Dear all Hi !
First of all, I apologise about the title of the question,I tried to explain it as easy as possible.
I have a CRISPR screen data. In this analysis, we knock down (deactivate) genes to see how does that gene deactivation affects the cell behaviour (increase in number of cell or vice versa). We use small guide RNAs to target these genes. So in my data, each gene has 5 sgRNA. As we all know, crispr has lots off target effects which creates variability so sgRNAs might not behave consistently.
I share you 2 of our 250 genes in the data frame. 1/0 indicates whether their fold change is greater than 2 or not. Since our aim is to pick the genes which block proliferation, I would like to get sgRNA which have 1s consistently.

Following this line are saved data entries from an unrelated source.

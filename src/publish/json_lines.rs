use crate::collector::event_builder::MetricEvent;
use crate::publish::EventSink;
use std::io::Write;
use std::sync::{Mutex, PoisonError};
use tracing::{debug, warn};

/// Writes each event as one JSON document per line.
pub struct JsonLinesSink {
    writer: Mutex<Box<dyn Write + Send>>,
}

impl JsonLinesSink {
    pub fn new(writer: Box<dyn Write + Send>) -> Self {
        Self {
            writer: Mutex::new(writer),
        }
    }

    pub fn stdout() -> Self {
        Self::new(Box::new(std::io::stdout()))
    }
}

impl EventSink for JsonLinesSink {
    fn emit(&self, events: Vec<MetricEvent>) {
        let mut writer = self.writer.lock().unwrap_or_else(PoisonError::into_inner);
        let mut written = 0usize;

        for event in &events {
            let line = match serde_json::to_string(event) {
                Ok(line) => line,
                Err(e) => {
                    warn!(topic = event.topic(), group = ?event.group(), error = %e, "Failed to serialize event");
                    continue;
                }
            };
            if let Err(e) = writeln!(writer, "{line}") {
                warn!(error = %e, "Failed to write events, dropping batch");
                return;
            }
            written += 1;
        }

        if let Err(e) = writer.flush() {
            warn!(error = %e, "Failed to flush events");
        }
        debug!(events = written, "Events sent");
    }
}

Previously, I summed up the row scores and then take their mean in order to get a expected gene score. However, I observed that even though the score of the following two genes are same, I would like to favor the bottom ZMYDN8 one, because the consistency of a guide is more important. Therefore (1 ,1 ,1) should be scored more valuable than any (1,0,1) or (0,1,1) etc.
Forgive my ignorance but, is there a known statistical method which will give me what I ask ?
My aim is to weight these sgRNA inversely to their probabilities so that a rare event will dominate other common events.
Thank you for your help, (sorry for my bad england) Best,
Tunc.
Ps: please dont hesitate to suggest any better title than the current one if it will make it easier to understand.
sgRNA set5 set6 set7
ACAT1_AT_1 1 1 0
ACAT1_AT_2 1 0 1
ACAT1_AT_3 1 0 0
ACAT1_AT_4 0 0 0
ACAT1_AT_5 0 1 0
sgRNA set5 set6 set7
ZMYND8_BROMO_1 0 1 0
ZMYND8_BROMO_2 1 1 1
ZMYND8_BROMO_3 0 0 0
ZMYND8_BROMO_4 1 1 1
ZMYND8_BROMO_5 0 0 0